– Сашка, наливай, – кивнул на бутылку водки.
– Ага!
Четыре стакана сдвинулись разом. Одним глотком водка ушла по назначению.
– Десять веков минуло, как я спрятал клад в святилище кривичей, вот в этой дубраве. Время подвергло изменению всю местность. Не найти нам без твоей помощи захоронку, времени мало, а тут еще местные тати наезжают.
– Ха-ха! Ну насчет татей ты погорячился. Это община, как у вас тут называют язычников, за сим местом пригляд ведет. Ежели б не они, так, может, и не дозвался ты меня, а так на святом, намоленном месте требы ушедшим богам кладут. Молятся. Я же когда-то объяснял тебе, что только благодаря таким, как эти людины, я в вашем мире и обретаюсь.
– Да помню. Просто тут от них клоун был, так неформалом обозвался.
– Во-во, неформалы и есть. Но дюже полезные неформалы. Ладно, а где ты поклад-то спрятал?
– Да, считай, что под Вестимирову избенку и зарыл. Аккурат под задний правый угол положил, это который рядом с воротами.

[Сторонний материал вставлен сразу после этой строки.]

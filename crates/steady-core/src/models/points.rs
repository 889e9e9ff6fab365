use jiff::civil;
use serde::{Deserialize, Serialize};
use uuid::Uuid;

/// A gamification point award.
///
/// Intended invariant: at most one award per user per reason per calendar
/// day; `meta_concluida` additionally at most once per goal ever. Enforced
/// by [`already_awarded_on`] and [`goal_already_awarded`] before insert.
#[derive(Debug, Clone, Serialize, Deserialize)]
pub struct PointAward {
    pub id: Uuid,
    pub user_id: String,
    pub quantity: i64,
    pub reason: String,
    pub awarded_at: jiff::Timestamp,
    /// Back-link to the goal that earned the award, if any.
    pub goal_id: Option<Uuid>,
    /// Back-link to the journal entry that earned the award, if any.
    pub entry_id: Option<Uuid>,
}

/// Recognized award reasons and their quantities.
pub mod reason {
    pub const JOURNAL_ENTRY: &str = "diario_completo";
    pub const FORUM_POST: &str = "comunidade_post";
    pub const CHATBOT_CHAT: &str = "chatbot_conversa";
    pub const GOAL_COMPLETED: &str = "meta_concluida";

    pub fn quantity(reason: &str) -> i64 {
        match reason {
            GOAL_COMPLETED => 5,
            _ => 1,
        }
    }
}

/// Whether `awards` already contains an award with `reason` on the calendar
/// day of `date` (UTC).
pub fn already_awarded_on(awards: &[PointAward], reason: &str, date: civil::Date) -> bool {
    awards
        .iter()
        .any(|a| a.reason == reason && award_date(a) == date)
}

/// Whether the goal has ever earned a `meta_concluida` award. Completion may
/// be re-checked after a failed write; this keeps the award single-shot.
pub fn goal_already_awarded(awards: &[PointAward], goal_id: Uuid) -> bool {
    awards
        .iter()
        .any(|a| a.reason == reason::GOAL_COMPLETED && a.goal_id == Some(goal_id))
}

/// Sum of all awarded quantities.
pub fn total(awards: &[PointAward]) -> i64 {
    awards.iter().map(|a| a.quantity).sum()
}

fn award_date(award: &PointAward) -> civil::Date {
    award.awarded_at.to_zoned(jiff::tz::TimeZone::UTC).date()
}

– Ну пошли тогда. Укажу место, а там уж сами копайте.
Металл лопаты глухо звякнул обо что-то похожее на прогнившее в земле железо. Монзырев помнил, как уложил византийскую шкатулку в железный ящик, специально для такой цели откованный кузнецом Туробоем на пару с Никитой. Сверху он когда-то накрыл его дубовыми плахами, да видать сгнили они за тысячу лет, превратившись в труху, да и от ящика остались тонкие стенки ржавчины, которую и ребенок-то пальцем проткнет. На свет божий появилась резная шкатулка, почти не попорченная ушедшим в глубь веков временем. Откинутая набок крышка позволила увидеть золото перстней, браслеты с цепями, крупный жемчуг и Галкину диадему с цветными камушками, вделанными в тонкую золотую проволоку, привезенную когда-то Толиком из византийского похода. Отодвинув цацки ладонью в сторону, майор добрался до кругляшей золотых византийских монет.
– Все как было, – произнес он.
– Ну вот, а ты переживал, что не найдешь, – улыбнулся Велес. – Теперь у вас одна задача: довезти все до дому.

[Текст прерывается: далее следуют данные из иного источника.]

//! steady-core
//!
//! Pure domain types, the goal progress/streak engine, and storage key
//! conventions. No AWS SDK dependency — this is the shared vocabulary of
//! the Steady system.

pub mod error;
pub mod models;
pub mod progress;
pub mod storage_keys;
pub mod streak;
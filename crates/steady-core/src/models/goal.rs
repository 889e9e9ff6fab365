use serde::{Deserialize, Serialize};
use uuid::Uuid;

use crate::error::CoreError;

/// Upper bound on a goal's numeric objective. Keeps the calendar span
/// arithmetic in `progress::target_end` well clear of overflow.
pub const MAX_OBJECTIVE: i64 = 10_000;

/// Validate the user-supplied fields of a new goal.
pub fn validate_new(title: &str, addiction: &str, objective: i64) -> Result<(), CoreError> {
    if title.trim().is_empty() {
        return Err(CoreError::MissingField("title".to_string()));
    }
    if addiction.trim().is_empty() {
        return Err(CoreError::MissingField("addiction".to_string()));
    }
    if objective <= 0 || objective > MAX_OBJECTIVE {
        return Err(CoreError::InvalidObjective(objective));
    }
    Ok(())
}

/// A recovery goal ("meta"): a numeric objective against a single mutable
/// time anchor.
///
/// `started_at` anchors all elapsed-time math. A relapse resets it to the
/// present without deleting the goal or its history; nothing else moves it.
#[derive(Debug, Clone, Serialize, Deserialize)]
pub struct Goal {
    pub id: Uuid,
    /// Auth subject of the owning user.
    pub user_id: String,
    /// Free-text addiction type, e.g. "cigarro".
    pub addiction: String,
    pub title: String,
    pub description: Option<String>,
    /// Positive numeric objective, in `unit`s.
    pub objective: i64,
    pub unit: GoalUnit,
    /// The progress clock. Reset by a relapse.
    pub started_at: jiff::Timestamp,
    /// Predicted end, computed from `started_at + objective` at creation
    /// for time-driven units.
    pub expected_end: Option<jiff::Timestamp>,
    pub ended_at: Option<jiff::Timestamp>,
    pub completed_at: Option<jiff::Timestamp>,
    pub status: GoalStatus,
    /// AI-generated motivational text fetched at creation time.
    pub motivation: Option<String>,
    /// Persisted progress fraction in `0.0..=1.0`. Only authoritative for
    /// the non-time-driven `unidades` unit; time-driven units recompute.
    pub progress: f64,
    pub created_at: jiff::Timestamp,
    pub updated_at: jiff::Timestamp,
}

/// Unit of a goal's numeric objective. Wire values keep the product's
/// Portuguese vocabulary.
#[derive(Debug, Clone, Copy, PartialEq, Eq, Serialize, Deserialize)]
pub enum GoalUnit {
    #[serde(rename = "horas")]
    Hours,
    #[serde(rename = "dias")]
    Days,
    #[serde(rename = "semanas")]
    Weeks,
    #[serde(rename = "meses")]
    Months,
    /// Not time-driven; progress comes from the persisted fraction.
    #[serde(rename = "unidades")]
    Units,
}

impl GoalUnit {
    /// Whether elapsed time drives this unit's progress.
    pub fn is_time_driven(self) -> bool {
        !matches!(self, GoalUnit::Units)
    }
}

#[derive(Debug, Clone, Copy, PartialEq, Eq, Serialize, Deserialize)]
pub enum GoalStatus {
    #[serde(rename = "ativa")]
    Active,
    /// Terminal.
    #[serde(rename = "concluida")]
    Completed,
    /// Externally settable; not driven by computed logic.
    #[serde(rename = "pausada")]
    Paused,
    /// Terminal.
    #[serde(rename = "falha")]
    Failed,
}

– Довезем! – с энтузиазмом пообещал Ищенко.
Провожая офицеров по тропе к их транспортному средству, славянский бог с улыбкой спросил Монзырева:
– Дочь-то как назовешь, Николаич?
– Так ведь…
– Когда ты уезжал, она еще не знала.
– Ну тогда Олюшкой, – голос Монзырева задрожал от воспоминаний об утраченной в «прошлой» жизни дочери.
– Ну и правильно. Удачи вам, воины.
Утреннее апрельское солнце пригревало знатно. В этом году весна в среднюю полосу России пришла рано, растопила снег теплыми погожими деньками, а ночными заморозками высушила землю, оживила природу, заставила распуститься листья на березах. Город утопал в поросли молодой зелени, чистый, умытый после снежной зимы, как любимая игрушка. В это субботнее утро и люди в нем, занятые своими делами, воспринимали выходной день по-особенному празднично, с настроением. Кто-то спешил на рынок – центр притяжения старшего поколения горожан, кто-то торопился поковыряться на дачных участках, а многие уже с утра пораньше выгуливали свои семьи по освещенным солнышком улицам. В преддверии майских праздников, так уж сложилось с советских времен, вместе с природой словно просыпалось после зимней спячки все население по всей России.